Eurozone inflation nudged higher to 2.1% in August — just above where the monetary conversation hoped to settle — reminding markets that the European Central Bank cannot be complacent. Growth is crawling forward: the composite PMI inched to 51.0, its best print in a year, and manufacturing has finally crept back into expansionary territory. But the picture isn’t uniform: Germany’s factories remain soft (factory orders slipped about 2.9% in July), and France heads into a politically charged week with a confidence vote on 8 September that could reshape fiscal plans. Across the Channel, the Bank of England’s surveys show firms trimming headcount at the fastest pace since 2021 — a reminder the labour market is cooling even as inflation remains sticky.

Markets & money

Investors traded cautiously: Germany’s DAX eked out gains while Paris lagged and London largely drifted. Wholesale power softened through August — day-ahead prices fell in key EU hubs and both Germany and France averaged under €80/MWh for the month — and Dutch TTF gas contracts for the coming winter are parked in the low-to-mid €30s/MWh. Fiscal calendars matter, too: Berlin moved the draft 2025 federal budget through committee, keeping government investment and defence spending in focus.

Deals & corporate movers

The corporate stage was busy. Italy’s MediaForEurope (MFE) pushed past the crucial threshold and now controls roughly three quarters of ProSiebenSat.1 — a clear step toward building a pan-European, ad-funded broadcast platform. Airbus had a quieter August on deliveries — about 61 jets in the month (434 YTD) — leaving it with a sprint to hit an ambitious annual target, even after a large 90-jet order from lessor Avolon. In services, American Express Global Business Travel completed its roughly $540m acquisition of CWT, consolidating two of Europe’s top travel-management firms.
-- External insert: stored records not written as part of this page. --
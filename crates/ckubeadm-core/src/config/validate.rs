//! Configuration validation
//!
//! Validation stops at the first failing field and names it by its dotted
//! YAML path.

use std::{net::IpAddr, path::Path};

use super::types::{MasterConfiguration, NodeConfiguration};
use crate::{
    token::{BootstrapToken, TokenTtl},
    version::VersionSpec,
    Error, Result,
};

const CA_HASH_PREFIX: &str = "sha256:";
const DNS_SUBDOMAIN_MAX_LEN: usize = 253;
const DNS_LABEL_MAX_LEN: usize = 63;

impl MasterConfiguration {
    /// Validate every field of a master configuration.
    ///
    /// # Errors
    ///
    /// Returns `Validation` naming the first invalid field.
    pub fn validate(&self) -> Result<()> {
        if let Some(address) = &self.api.advertise_address {
            validate_ip(address, "api.advertiseAddress")?;
        }
        if self.api.bind_port == 0 {
            return Err(Error::validation("api.bindPort", "must be greater than 0"));
        }
        validate_cidr(&self.networking.service_subnet, "networking.serviceSubnet")?;
        if let Some(pod_subnet) = &self.networking.pod_subnet {
            validate_cidr(pod_subnet, "networking.podSubnet")?;
        }
        validate_dns_subdomain(&self.networking.dns_domain, "networking.dnsDomain")?;
        validate_kubernetes_version(&self.kubernetes_version)?;
        validate_absolute_path(&self.certificates_dir, "certificatesDir")?;
        if let Some(node_name) = &self.node_name {
            validate_dns_subdomain(node_name, "nodeName")?;
        }
        if let Some(token) = &self.token {
            validate_token(token, "token")?;
        }
        self.token_ttl
            .parse::<TokenTtl>()
            .map_err(|e| Error::validation("tokenTTL", e.to_string()))?;
        self.api_server_cert_sans
            .iter()
            .try_for_each(|san| validate_san(san, "apiServerCertSANs"))
    }
}

impl NodeConfiguration {
    /// Validate every field of a node configuration.
    ///
    /// # Errors
    ///
    /// Returns `Validation` naming the first invalid field.
    pub fn validate(&self) -> Result<()> {
        validate_absolute_path(&self.ca_cert_path, "caCertPath")?;
        match (&self.discovery_file, &self.discovery_token) {
            (None, None) => {
                return Err(Error::validation(
                    "discoveryToken",
                    "one of discoveryFile or discoveryToken must be set",
                ))
            }
            (Some(_), Some(_)) => {
                return Err(Error::validation(
                    "discoveryToken",
                    "discoveryFile and discoveryToken are mutually exclusive",
                ))
            }
            (Some(file), None) => validate_discovery_file(file)?,
            (None, Some(token)) => self.validate_token_discovery(token)?,
        }
        match &self.tls_bootstrap_token {
            Some(token) => validate_token(token, "tlsBootstrapToken")?,
            None => return Err(Error::validation("tlsBootstrapToken", "must be set")),
        }
        if let Some(node_name) = &self.node_name {
            validate_dns_subdomain(node_name, "nodeName")?;
        }
        Ok(())
    }

    fn validate_token_discovery(&self, token: &str) -> Result<()> {
        validate_token(token, "discoveryToken")?;
        if self.discovery_token_api_servers.is_empty() {
            return Err(Error::validation(
                "discoveryTokenAPIServers",
                "at least one API server endpoint is required for token discovery",
            ));
        }
        self.discovery_token_api_servers
            .iter()
            .try_for_each(|endpoint| validate_endpoint(endpoint, "discoveryTokenAPIServers"))?;
        if self.discovery_token_ca_cert_hashes.is_empty()
            && !self.discovery_token_unsafe_skip_ca_verification
        {
            return Err(Error::validation(
                "discoveryTokenCACertHashes",
                "using token-based discovery without discoveryTokenCACertHashes can be unsafe; \
                 set discoveryTokenUnsafeSkipCAVerification to continue",
            ));
        }
        self.discovery_token_ca_cert_hashes
            .iter()
            .map(String::as_str)
            .try_for_each(validate_ca_cert_hash)
    }
}

/// Check a `sha256:<64 hex chars>` CA public key pin.
///
/// # Errors
///
/// Returns `Validation` for a wrong prefix or a digest that is not 32 bytes of hex.
pub fn validate_ca_cert_hash(hash: &str) -> Result<()> {
    let field = "discoveryTokenCACertHashes";
    let digest = hash.strip_prefix(CA_HASH_PREFIX).ok_or_else(|| {
        Error::validation(field, format!("{hash:?} must start with {CA_HASH_PREFIX:?}"))
    })?;
    let bytes = hex::decode(digest)
        .map_err(|e| Error::validation(field, format!("{hash:?} is not valid hex: {e}")))?;
    if bytes.len() != 32 {
        return Err(Error::validation(
            field,
            format!("{hash:?} must be a 32 byte sha256 digest"),
        ));
    }
    Ok(())
}

/// Check an `address/prefix` CIDR block.
///
/// # Errors
///
/// Returns `Validation` for a bad address or a prefix longer than the address.
pub fn validate_cidr(cidr: &str, field: &str) -> Result<()> {
    let invalid = || Error::validation(field, format!("{cidr:?} is not a valid CIDR"));
    let (address, prefix) = cidr.split_once('/').ok_or_else(invalid)?;
    let address: IpAddr = address.parse().map_err(|_| invalid())?;
    let prefix: u8 = prefix.parse().map_err(|_| invalid())?;
    let max = if address.is_ipv4() { 32 } else { 128 };
    if prefix > max {
        return Err(invalid());
    }
    Ok(())
}

fn validate_ip(address: &str, field: &str) -> Result<()> {
    address
        .parse::<IpAddr>()
        .map(|_| ())
        .map_err(|_| Error::validation(field, format!("{address:?} is not a valid IP address")))
}

fn validate_dns_subdomain(name: &str, field: &str) -> Result<()> {
    let valid_label = |label: &str| {
        let bytes = label.as_bytes();
        !label.is_empty()
            && label.len() <= DNS_LABEL_MAX_LEN
            && bytes
                .iter()
                .all(|b| b.is_ascii_lowercase() || b.is_ascii_digit() || *b == b'-')
            && bytes.first().is_some_and(u8::is_ascii_alphanumeric)
            && bytes.last().is_some_and(u8::is_ascii_alphanumeric)
    };
    if name.is_empty() || name.len() > DNS_SUBDOMAIN_MAX_LEN || !name.split('.').all(valid_label)
    {
        return Err(Error::validation(
            field,
            format!("{name:?} is not a valid DNS subdomain"),
        ));
    }
    Ok(())
}

fn validate_san(san: &str, field: &str) -> Result<()> {
    if san.parse::<IpAddr>().is_ok() {
        return Ok(());
    }
    validate_dns_subdomain(san.strip_prefix("*.").unwrap_or(san), field)
}

fn validate_absolute_path(path: &str, field: &str) -> Result<()> {
    if Path::new(path).is_absolute() {
        Ok(())
    } else {
        Err(Error::validation(field, format!("{path:?} must be an absolute path")))
    }
}

fn validate_token(token: &str, field: &str) -> Result<()> {
    token
        .parse::<BootstrapToken>()
        .map(|_| ())
        .map_err(|e| Error::validation(field, e.to_string()))
}

fn validate_kubernetes_version(version: &str) -> Result<()> {
    let field = "kubernetesVersion";
    match version
        .parse::<VersionSpec>()
        .map_err(|e| Error::validation(field, e.to_string()))?
    {
        VersionSpec::Label(_) => Ok(()),
        VersionSpec::Exact(exact) => exact
            .check_control_plane()
            .map_err(|e| Error::validation(field, e.to_string())),
    }
}

fn validate_endpoint(endpoint: &str, field: &str) -> Result<()> {
    let invalid = || Error::validation(field, format!("{endpoint:?} is not a host:port endpoint"));
    let (host, port) = endpoint.rsplit_once(':').ok_or_else(invalid)?;
    let port: u16 = port.parse().map_err(|_| invalid())?;
    if host.is_empty() || port == 0 {
        return Err(invalid());
    }
    Ok(())
}

fn validate_discovery_file(file: &str) -> Result<()> {
    if file.starts_with("https://") {
        return Ok(());
    }
    validate_absolute_path(file, "discoveryFile")
}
Private-equity style industrial consolidation kept up: Munich’s Mutares agreed to buy Kawneer EU from Arconic, with closing expected in Q4. And Shell continued to prioritise capital returns, sustaining sizeable share buybacks under its programme.

Looking ahead

Watchlist for next week: France (Sept 8) — the confidence vote could change the government’s fiscal roadmap; Germany — the 2025 budget debate will test investment vs. consolidation priorities; and the ECB — with inflation sitting just above 2%, officials’ rhetoric on rate timing will be pivotal. On the corporate side, Airbus’s monthly delivery cadence and any fresh M&A ripples will keep markets scanning the headlines.